When I was growing up, I was envious of my friends who had grandparents that were able to cheer them on at their sporting events or drive at night. These friends were always spoiled with the most popular toys each Christmas season while I got handkerchiefs and undershirts. Now, I consider it one of my greatest blessings to have grown up around the “greatest generation.” Both of my grandfathers served in WWII. A handful of people my age might have one grandparent old enough to have served who was drafted at 21, but not many. My dad’s father was already finished with medical school and his residency before he served as a surgeon in the U.S. Army. My mom’s dad, an academic, initially enlisted after the attack on Pearl Harbor and was turned down at first because of his age and eyesight. As the war went on, he was eventually drafted and served as a 1st lieutenant in General Patton’s third army.
I think a lot about the world my grandparents lived in at my age. I think about my grandmothers and all the other women constantly praying that their men would make it home. I wonder if their worries were all that different than mine are now living through a pandemic. We put our entire lives on hold while simultaneously adapting and moving forward. We get up every morning and do what we have to do. Just like my grandparents, I have no control over the world or climate around me. I know I wouldn’t be here without my grandmothers both postponing having children. Their sacrifices led to my existence, but somehow I am the one who got the news they probably spent countless hours fearing…that my husband wouldn’t be coming home. Although we have gone through our early 30s lifetimes apart, I feel a connection to the world my grandparents experienced. I have been through the trenches too.
“Finally, be strong in the Lord and in his mighty power. Put on the full armor of God so that you can take your stand against the devil’s schemes. For our struggle is not against flesh and blood, but against the rulers, against the authorities, against the powers of this dark world and against spiritual forces of evil in the heavenly realms. Therefore, put on the full armor of God, so that when the day of evil comes, you may be able to stand your ground, and after you have done everything, to stand.”Ephesians 6:10-13
I have heard countless times since losing Taylor how strong I am. Forgive my lack of humility, but it is true. I am incredibly strong. I grew up around the influence of the strongest generation and quite frankly… I have the best armor. God doesn’t tell us to “suit up” because our days are guaranteed to be sunshine and rainbows. We are instructed to put on the Lord’s armor because we will be in constant battle with the enemy that is a fallen world. This life is hard. Fortunately, we are fighting under a Lord who is greater than any general history will ever know. We are instructed to put on the armor of God so that we are protected from whatever the world might throw at us.

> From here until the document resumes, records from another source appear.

use super::{TrackFailure, Tracker, MIN_SCAN};
use crate::edges::GradientField;
use crate::geometry::{AbsRat, Point, Vector};
use crate::segments::{BlurredSegment, SegmentBuilder};
use log::debug;

/// Gap bookkeeping of one side: scans missed since the gap opened and
/// points accepted since then.
struct Side {
    scanning: bool,
    stop: usize,
    start: usize,
}

impl Side {
    fn new() -> Self {
        Self {
            scanning: true,
            stop: 0,
            start: 0,
        }
    }

    fn accepted(&mut self) {
        if self.stop == 0 {
            self.start = 0;
        } else {
            self.start += 1;
            if self.start >= self.stop {
                self.stop = 0;
                self.start = 0;
            }
        }
    }

    /// Returns true when the side has to stop.
    fn missed(&mut self, accepted_lacks: usize) -> bool {
        self.stop += 1;
        self.stop - self.start > accepted_lacks
    }
}

/// Squared cosine test for the crosswise abort: more than about 41° apart.
fn is_crosswise(dir: Vector, scan_dir: Vector) -> bool {
    dir.squared_cosine_below(scan_dir, 9, 16)
}

impl Tracker {
    /// Direction constrained growth around `center`.
    ///
    /// Scans run across `scan_dir` over `scan_width` pixels (at least
    /// [`MIN_SCAN`]); candidates are the local maxima whose gradient points
    /// the same way as `gref`. [`failure`](Self::failure) tells why growth
    /// stopped.
    pub fn fine_track(
        &mut self,
        field: &GradientField,
        max_width: i32,
        center: Point,
        scan_dir: Vector,
        scan_width: i32,
        gref: Vector,
    ) -> Option<BlurredSegment> {
        let scan_width = scan_width.max(MIN_SCAN as i32);
        let mut normal = scan_dir.orthog();
        if !normal.is_directed_as(gref) {
            normal = -normal;
        }
        self.failure = TrackFailure::NONE;

        let Some(mut scanner) =
            self.provider
                .for_center(center, normal, scan_width, self.config.dynamic_scans)
        else {
            self.failure = TrackFailure::NO_START;
            return None;
        };
        let pix = scanner.first();
        if pix.len() < MIN_SCAN {
            self.failure = TrackFailure::NO_START;
            return None;
        }
        self.record(&pix);
        let Some(&first) = field.local_max_directed(&pix, normal).first() else {
            self.failure = TrackFailure::NO_START;
            return None;
        };

        let mut bs = SegmentBuilder::new(AbsRat::from_int(max_width as i64), pix[first]);
        let mut thickness_control = self.config.thickness_control;
        let mut stable_width = 0usize;
        let mut count = 0usize;
        self.last_left_scan = 0;
        self.last_right_scan = 0;
        let mut right = Side::new();
        let mut left = Side::new();

        while right.scanning || left.scanning {
            count += 1;
            let width = bs.strict_thickness();

            if thickness_control && stable_width >= self.config.thickness_control_delay {
                let assigned = bs.digital_thickness().sum_half();
                if assigned.less_than(&bs.max_width()) {
                    bs.set_max_width(assigned);
                }
                thickness_control = false;
            }

            if self.config.dynamic_scans && count > self.config.fitting_delay && bs.is_lineable() {
                if count == self.config.fitting_delay + 1
                    && is_crosswise(bs.support_vector(), scan_dir)
                {
                    right.scanning = false;
                    left.scanning = false;
                    self.failure.insert(TrackFailure::LOST_ORIENTATION);
                }
                if let Some(line) = bs.line() {
                    let axis = line.medial_axis();
                    scanner.bind_to(axis.a(), axis.b(), axis.c());
                }
            } else if self.config.track_crosswise
                && count > 3
                && bs.is_lineable()
                && is_crosswise(bs.support_vector(), scan_dir)
            {
                right.scanning = false;
                left.scanning = false;
                self.failure.insert(TrackFailure::LOST_ORIENTATION);
            }

            if right.scanning {
                let pix = scanner.next_on_right();
                if pix.len() < MIN_SCAN {
                    self.failure.insert(TrackFailure::IMAGE_BOUND_ON_RIGHT);
                    right.scanning = false;
                } else {
                    self.record(&pix);
                    let added = field
                        .local_max_directed(&pix, normal)
                        .into_iter()
                        .any(|i| bs.add_right(pix[i]));
                    stable_width += 1;
                    if added {
                        if thickness_control && width.less_than(&bs.strict_thickness()) {
                            stable_width = 0;
                        }
                        self.last_right_scan = count;
                        right.accepted();
                    } else if right.missed(self.config.accepted_lacks) {
                        if bs.len() <= 3 {
                            self.failure = TrackFailure::NO_START;
                        }
                        right.scanning = false;
                    }
                }
            }

            if left.scanning {
                let pix = scanner.next_on_left();
                if pix.len() < MIN_SCAN {
                    self.failure.insert(TrackFailure::IMAGE_BOUND_ON_LEFT);
                    left.scanning = false;
                } else {
                    self.record(&pix);
                    let added = field
                        .local_max_directed(&pix, normal)
                        .into_iter()
                        .any(|i| bs.add_left(pix[i]));
                    stable_width += 1;
                    if added {
                        if thickness_control && width.less_than(&bs.strict_thickness()) {
                            stable_width = 0;
                        }
                        self.last_left_scan = count;
                        left.accepted();
                    } else if left.missed(self.config.accepted_lacks) {
                        if bs.len() <= 3 {
                            self.failure = TrackFailure::NO_START;
                        }
                        left.scanning = false;
                    }
                }
            }
        }

        // Unconfirmed tails after a gap are dropped.
        if right.start > 0 {
            bs.remove_right(right.start);
        }
        if left.start > 0 {
            bs.remove_left(left.start);
        }
        if self.failure.contains(TrackFailure::LOST_ORIENTATION) {
            debug!(
                "Tracker::fine_track lost orientation around ({}, {}) after {count} scans",
                center.x, center.y
            );
        }
        bs.into_segment()
    }
}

History portrays a rose colored America immediately following WWII. When we look back we see the baby boom and a pie cooling on every windowsill in suburbia. This idea of a picturesque country was just as inaccurate then as it is now, but I think there is an important lesson in the idyllic rendering of post-war America. That is that life goes on. We are living in unprecedented times, but babies are still being born every day. Our jobs and family life may look different this year, but we are finding ways to adapt. We have no idea when life will throw a curveball at us which is why it is so important to heed the scriptures and guard ourselves with the armor of God. What we do know is that those curveballs will come, often and out of nowhere, and with God on our side we will be able to continue marching onward.
(left to right): My maternal grandfather with his parents, in his uniform and standing next to his brother and fellow soldier, Ned Newcomer, outside their family home in Ohio.